Alcohol blamed for rise in youth assaults
Drunken youngsters who think nothing of drinking a box of bourbon and Coke in one night have sparked a rise in serious assaults, a Christchurch addiction expert says.
A new Otago University study shows a sharp rise in alcohol violence from 2009, particularly among young Maori men.
Blunt-force beatings, head and facial injuries and booze- fuelled fights were the major factors in the increase.
Emeritus Professor John Langley said the study, published in the New Zealand Medical Journal yesterday, was the first comprehensive analysis of this category of violence in more than two decades.
'It brings into focus the need for the Government to effectively tackle the alcohol issue if it wants to significantly reduce serious assaults,' he said.
Langley said reduced alcohol advertising and higher taxes on alcohol would have a big effect on the number of assaults.
Otago University, Christchurch, National Addictions Centre director Doug Sellman said heavy drinking was behind the rise in assaults.
He said alcohol advertising "brainwashed" young people into thinking life could not be enjoyed without drinking.
"I continue to see, on a weekly basis, young teenagers at the [Canterbury District Health Board's] youth speciality service [for 13-to-18-year- olds] for whom a box of Cody's [bourbon and cola] in a sitting is viewed as a normal night out," he told The Press.
"Given that alcohol directly causes aggression, even in people who are not inherently aggressive, the high availability, low price and marketing push is a damaging and lethal combination."
Langley and co-author Dr Pauline Gulliver found that in New Zealand between 2000 and 2009 there were 8006 serious non-fatal assaults - 6335 male victims and 1671 females.
Assaults account for 3 per cent of all injury deaths and 10 per cent of hospital discharges.
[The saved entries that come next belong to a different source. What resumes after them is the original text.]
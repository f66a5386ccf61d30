//! Thompson-sampling weight adaptation.
//!
//! Each query context keeps one `Beta(α, β)` posterior per signal weight,
//! starting from the uniform prior `Beta(1, 1)`. An accepted result credits the
//! signal(s) that contributed most to its score; a rejected one debits them.
//!
//! To serve a profile, every posterior is sampled once and the draw scales the
//! base profile's weight for that signal by `2 × sample`. With the uniform
//! prior the expected multiplier is 1, so an untrained context behaves like
//! the base profile on average. The scaled weights are rescaled to keep the
//! base profile's total.

use crate::log::{append_feedback_event, load_feedback_events};
use crate::outcome::{FeedbackEvent, Outcome, OutcomeAction};
use crate::store::ProfileStore;
use anyhow::{Context, Result};
use nexus_core::model::{ADAPTIVE_PROFILE, QueryContext, SignalWeights, WeightProfile};
use parking_lot::{Mutex, RwLock};
use rand::rngs::StdRng;
use rand::{Rng, SeedableRng};
use rand_distr::{Beta, Distribution};
use serde::{Deserialize, Serialize};
use std::collections::BTreeMap;
use std::fs;
use std::path::{Path, PathBuf};
use tracing::{debug, info};

const PRIOR_ALPHA: f64 = 1.0;
const PRIOR_BETA: f64 = 1.0;
const CONTRIBUTION_TOLERANCE: f64 = 1e-9;
const STATE_FILE: &str = "adaptive_state.json";

/// Posterior distribution for a single weight parameter.
#[derive(Debug, Clone, Copy, Serialize, Deserialize, PartialEq)]
pub struct WeightPosterior {
    pub alpha_param: f64,
    pub beta_param: f64,
}

impl Default for WeightPosterior {
    fn default() -> Self {
        Self {
            alpha_param: PRIOR_ALPHA,
            beta_param: PRIOR_BETA,
        }
    }
}

impl WeightPosterior {
    fn record_success(&mut self) {
        self.alpha_param = sanitize_shape(self.alpha_param, PRIOR_ALPHA) + 1.0;
        self.beta_param = sanitize_shape(self.beta_param, PRIOR_BETA);
    }

    fn record_failure(&mut self) {
        self.alpha_param = sanitize_shape(self.alpha_param, PRIOR_ALPHA);
        self.beta_param = sanitize_shape(self.beta_param, PRIOR_BETA) + 1.0;
    }

    fn sample(&self, rng: &mut impl Rng) -> f64 {
        let alpha = sanitize_shape(self.alpha_param, PRIOR_ALPHA);
        let beta = sanitize_shape(self.beta_param, PRIOR_BETA);

        Beta::new(alpha, beta)
            .map(|distribution| distribution.sample(rng))
            .unwrap_or(0.5)
    }

    #[must_use]
    pub fn mean(&self) -> f64 {
        let alpha = sanitize_shape(self.alpha_param, PRIOR_ALPHA);
        let beta = sanitize_shape(self.beta_param, PRIOR_BETA);
        alpha / (alpha + beta)
    }
}

/// Learned posteriors for one query context.
#[derive(Debug, Clone, Serialize, Deserialize, PartialEq)]
pub struct ContextPosteriors {
    pub context: String,
    pub posteriors: SignalWeights<WeightPosterior>,
    #[serde(default)]
    pub outcomes: u64,
}

impl ContextPosteriors {
    #[must_use]
    pub fn new(context: impl Into<String>) -> Self {
        Self {
            context: context.into(),
            posteriors: SignalWeights::from_fn(|_| WeightPosterior::default()),
            outcomes: 0,
        }
    }
}

/// Accept/reject counts for one candidate across all contexts.
#[derive(Debug, Clone, Copy, Default, Serialize, Deserialize, PartialEq, Eq)]
pub struct CandidateHistory {
    pub accepted: u64,
    pub rejected: u64,
}

impl CandidateHistory {
    /// Posterior mean acceptance under a uniform prior.
    #[must_use]
    pub fn acceptance(&self) -> f32 {
        let accepted = self.accepted as f64;
        let rejected = self.rejected as f64;
        #[allow(clippy::cast_possible_truncation)]
        let mean = ((accepted + PRIOR_ALPHA) / (accepted + rejected + PRIOR_ALPHA + PRIOR_BETA))
            as f32;
        mean
    }

    fn record(&mut self, action: OutcomeAction) {
        match action {
            OutcomeAction::Accepted => self.accepted += 1,
            OutcomeAction::Rejected => self.rejected += 1,
        }
    }
}

/// Everything the adaptive store has learned.
#[derive(Debug, Clone, Default, Serialize, Deserialize, PartialEq)]
pub struct LearnedState {
    #[serde(default)]
    pub contexts: BTreeMap<String, ContextPosteriors>,
    #[serde(default)]
    pub candidates: BTreeMap<String, CandidateHistory>,
    /// Number of feedback log events folded into this state.
    #[serde(default)]
    pub events: u64,
}

impl LearnedState {
    fn apply(&mut self, context_key: &str, outcome: &Outcome) {
        let entry = self
            .contexts
            .entry(context_key.to_string())
            .or_insert_with(|| ContextPosteriors::new(context_key));
        update_from_outcome(&mut entry.posteriors, outcome);
        entry.outcomes += 1;

        self.candidates
            .entry(outcome.candidate_id.clone())
            .or_default()
            .record(outcome.action);
        self.events += 1;
    }
}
Maori accounted for 48 per cent of female serious non- fatal assaults, and one-third of males in the same category.
Christchurch Hospital emergency physician Scott Pearson said alcohol remained a "major issue" in the emergency department.
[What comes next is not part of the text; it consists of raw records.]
use chrono::{DateTime, Utc};
use nexus_core::model::{ScoreVector, Signal, SignalWeights};
use serde::{Deserialize, Serialize};

/// What the user did with a ranked result.
#[derive(Debug, Clone, Copy, PartialEq, Eq, Hash, Serialize, Deserialize)]
#[serde(rename_all = "snake_case")]
pub enum OutcomeAction {
    Accepted,
    Rejected,
}

/// Outcome reported for one result of a completed run.
#[derive(Debug, Clone, PartialEq, Serialize, Deserialize)]
pub struct Outcome {
    pub candidate_id: String,
    pub action: OutcomeAction,
    /// Weights applied when the result was ranked.
    pub weights_used: SignalWeights,
    /// Combined score the result was shown with.
    #[serde(default)]
    pub score: f32,
    /// Signal values of the result, when the caller still has them.
    #[serde(default, skip_serializing_if = "Option::is_none")]
    pub signals: Option<ScoreVector>,
}

impl Outcome {
    pub fn new(
        candidate_id: impl Into<String>,
        action: OutcomeAction,
        weights_used: SignalWeights,
    ) -> Self {
        Self {
            candidate_id: candidate_id.into(),
            action,
            weights_used,
            score: 0.0,
            signals: None,
        }
    }

    #[must_use]
    pub const fn with_score(mut self, score: f32) -> Self {
        self.score = score;
        self
    }

    #[must_use]
    pub const fn with_signals(mut self, signals: ScoreVector) -> Self {
        self.signals = Some(signals);
        self
    }

    /// Per-signal contribution to the shown score.
    ///
    /// Without signal values the weights themselves stand in.
    #[must_use]
    pub fn contributions(&self) -> SignalWeights {
        SignalWeights::from_fn(|signal: Signal| {
            let weight = self.weights_used.get(signal);
            self.signals
                .as_ref()
                .map_or(weight, |scores| weight * scores.get(signal))
        })
    }
}

/// One line of the feedback log.
#[derive(Debug, Clone, PartialEq, Serialize, Deserialize)]
pub struct FeedbackEvent {
    #[serde(with = "chrono::serde::ts_seconds")]
    pub timestamp: DateTime<Utc>,
    /// Context key the outcome is credited to.
    pub context: String,
    #[serde(flatten)]
    pub outcome: Outcome,
}

impl FeedbackEvent {
    pub fn now(context: impl Into<String>, outcome: Outcome) -> Self {
        Self {
            timestamp: Utc::now(),
            context: context.into(),
            outcome,
        }
    }
}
Injuries where drinking had been a contributing factor and people who had mental health or chronic health conditions that were worsened by alcohol were the biggest groups, he said.
On an average day, about 10 per cent of ED admissions were for injuries where drinking had been involved.
"But it goes much higher than that, especially in the weekends. I know that on September 2 that figure went up to 27 per cent," he said.